| What the exercise asks |
From the first line onward, reproduce the records exactly; the final line to include is the one holding "the lock entry.".

(Records from a dataset)

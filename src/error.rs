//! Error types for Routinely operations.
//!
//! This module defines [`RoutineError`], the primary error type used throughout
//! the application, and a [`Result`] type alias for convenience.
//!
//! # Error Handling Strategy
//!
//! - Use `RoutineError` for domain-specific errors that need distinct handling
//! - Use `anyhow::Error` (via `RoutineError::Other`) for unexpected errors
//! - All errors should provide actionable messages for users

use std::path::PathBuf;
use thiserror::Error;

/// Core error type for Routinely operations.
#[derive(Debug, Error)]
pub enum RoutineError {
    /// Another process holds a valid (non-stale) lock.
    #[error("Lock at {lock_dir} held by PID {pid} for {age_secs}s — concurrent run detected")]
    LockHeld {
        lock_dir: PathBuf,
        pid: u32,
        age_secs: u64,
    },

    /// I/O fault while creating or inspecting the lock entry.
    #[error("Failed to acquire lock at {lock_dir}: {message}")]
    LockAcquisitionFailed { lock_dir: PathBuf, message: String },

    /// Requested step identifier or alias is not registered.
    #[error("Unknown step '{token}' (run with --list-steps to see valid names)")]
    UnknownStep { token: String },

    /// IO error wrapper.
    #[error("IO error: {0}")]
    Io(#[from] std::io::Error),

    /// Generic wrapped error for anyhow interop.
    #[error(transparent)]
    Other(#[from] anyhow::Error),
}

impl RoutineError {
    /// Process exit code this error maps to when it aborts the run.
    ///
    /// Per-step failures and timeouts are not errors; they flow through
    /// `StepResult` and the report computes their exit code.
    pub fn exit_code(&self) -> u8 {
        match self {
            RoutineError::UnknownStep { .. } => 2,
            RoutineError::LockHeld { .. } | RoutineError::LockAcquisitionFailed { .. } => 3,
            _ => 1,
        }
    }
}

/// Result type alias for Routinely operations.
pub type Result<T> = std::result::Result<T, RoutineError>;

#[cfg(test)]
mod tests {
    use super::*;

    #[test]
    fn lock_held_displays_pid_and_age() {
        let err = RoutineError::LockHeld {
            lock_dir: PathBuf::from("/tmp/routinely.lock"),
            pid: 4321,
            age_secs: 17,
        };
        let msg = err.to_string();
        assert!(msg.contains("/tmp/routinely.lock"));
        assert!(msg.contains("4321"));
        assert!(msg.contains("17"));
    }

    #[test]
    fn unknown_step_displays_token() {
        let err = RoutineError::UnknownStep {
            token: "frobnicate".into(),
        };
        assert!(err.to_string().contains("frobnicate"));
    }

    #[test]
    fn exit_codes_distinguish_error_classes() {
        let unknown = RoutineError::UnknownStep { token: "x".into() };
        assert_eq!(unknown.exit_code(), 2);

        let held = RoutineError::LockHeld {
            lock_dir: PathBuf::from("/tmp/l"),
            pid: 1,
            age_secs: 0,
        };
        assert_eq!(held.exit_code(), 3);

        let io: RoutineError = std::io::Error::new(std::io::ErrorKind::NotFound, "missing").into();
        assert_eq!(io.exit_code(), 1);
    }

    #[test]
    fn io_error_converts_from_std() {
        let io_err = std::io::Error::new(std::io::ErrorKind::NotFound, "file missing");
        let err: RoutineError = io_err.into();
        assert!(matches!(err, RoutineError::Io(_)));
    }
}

| Task output |
filename src/error.rs
//! Error types for Routinely operations.
//!
//! This module defines [`RoutineError`], the primary error type used throughout
//! the application, and a [`Result`] type alias for convenience.
//!
//! # Error Handling Strategy
//!
//! - Use `RoutineError` for domain-specific errors that need distinct handling
//! - Use `anyhow::Error` (via `RoutineError::Other`) for unexpected errors
//! - All errors should provide actionable messages for users

use std::path::PathBuf;
use thiserror::Error;

/// Core error type for Routinely operations.
#[derive(Debug, Error)]
pub enum RoutineError {
    /// Another process holds a valid (non-stale) lock.
    #[error("Lock at {lock_dir} held by PID {pid} for {age_secs}s — concurrent run detected")]
    LockHeld {
        lock_dir: PathBuf,
        pid: u32,
        age_secs: u64,
    },

    /// I/O fault while creating or inspecting the lock entry.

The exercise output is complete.